**Work task:** Begin with the line holding "CsvWriter::new(&mut file)", then print every line after it through the end of the data, exactly and with nothing added.
Records supplied Start Marker
//! Builds the coordinate reference table from a monitoring-sites summary export.

use crate::records::columns::CoordinateColumns;
use crate::records::error::LoadError;
use crate::records::source::{read_table, require_column, SourceTable};
use bon::builder;
use log::{info, warn};
use polars::prelude::*;
use std::fs::File;
use std::path::Path;

/// Site-name column used by the monitoring-sites summary export.
pub const SUMMARY_SITE_COLUMN: &str = "SiteName";

/// Writes a coordinate table with `columns.site_name`, `columns.latitude` and
/// `columns.longitude` taken from `summary`, dropping rows missing any of them.
///
/// Returns the number of sites written.
///
/// # Errors
///
/// Returns [`LoadError::SourceMissing`] when the summary does not exist,
/// [`LoadError::MissingColumn`] when it lacks one of the three columns and
/// [`LoadError::OutputWrite`]/[`LoadError::CsvWrite`] when the output cannot be written.
///
/// # Examples
///
/// ```no_run
/// use hab_monitor::build_coordinate_table;
/// use std::path::Path;
///
/// let sites = build_coordinate_table()
///     .summary(Path::new("MonitoringSites_Summary.csv"))
///     .output(Path::new("site_coordinates.csv"))
///     .call()?;
/// println!("Saved {} site coordinates", sites);
/// # Ok::<(), hab_monitor::LoadError>(())
/// ```
#[builder]
pub fn build_coordinate_table(
    summary: &Path,
    output: &Path,
    summary_site_column: Option<&str>,
    columns: Option<CoordinateColumns>,
) -> Result<usize, LoadError> {
    let summary_site_column = summary_site_column.unwrap_or(SUMMARY_SITE_COLUMN);
    let columns = columns.unwrap_or_default();

    let raw = match read_table(summary)? {
        SourceTable::Loaded(frame) => frame,
        SourceTable::Empty => {
            warn!("Summary {:?} is empty, writing a header-only coordinate table", summary);
            let mut frame = DataFrame::empty_with_schema(&output_schema(&columns));
            write_csv(&mut frame, output)?;
            return Ok(0);
        }
        SourceTable::Missing => return Err(LoadError::SourceMissing(summary.to_path_buf())),
    };
    let available: Vec<String> = raw
        .get_column_names()
        .into_iter()
        .map(|name| name.to_string())
        .collect();
    info!("Summary {:?} columns: {}", summary, available.join(", "));

    for name in [
        summary_site_column,
        columns.latitude.as_str(),
        columns.longitude.as_str(),
    ] {
        require_column(&raw, summary, name)?;
    }
    let mut frame = raw
        .lazy()
        .select([
            col(summary_site_column)
                .cast(DataType::String)
                .alias(columns.site_name.as_str()),
            col(columns.latitude.as_str()).cast(DataType::Float64),
            col(columns.longitude.as_str()).cast(DataType::Float64),
        ])
        .filter(
            col(columns.site_name.as_str())
                .is_not_null()
                .and(col(columns.latitude.as_str()).is_not_null())
                .and(col(columns.longitude.as_str()).is_not_null()),
        )
        .collect()?;

    write_csv(&mut frame, output)?;
    info!("Saved {} site coordinates to {:?}", frame.height(), output);
    Ok(frame.height())
}

fn output_schema(columns: &CoordinateColumns) -> Schema {
    Schema::from_iter([
        Field::new(columns.site_name.as_str().into(), DataType::String),
        Field::new(columns.latitude.as_str().into(), DataType::Float64),
        Field::new(columns.longitude.as_str().into(), DataType::Float64),
    ])
}

fn write_csv(frame: &mut DataFrame, output: &Path) -> Result<(), LoadError> {
    let mut file =
        File::create(output).map_err(|e| LoadError::OutputWrite(output.to_path_buf(), e))?;
    CsvWriter::new(&mut file)
        .include_header(true)
        .finish(frame)
        .map_err(|source| LoadError::CsvWrite {
            path: output.to_path_buf(),
            source,
        })
}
Records supplied End Marker
**Result of the exercise:**
    CsvWriter::new(&mut file)
        .include_header(true)
        .finish(frame)
        .map_err(|source| LoadError::CsvWrite {
            path: output.to_path_buf(),
            source,
        })
}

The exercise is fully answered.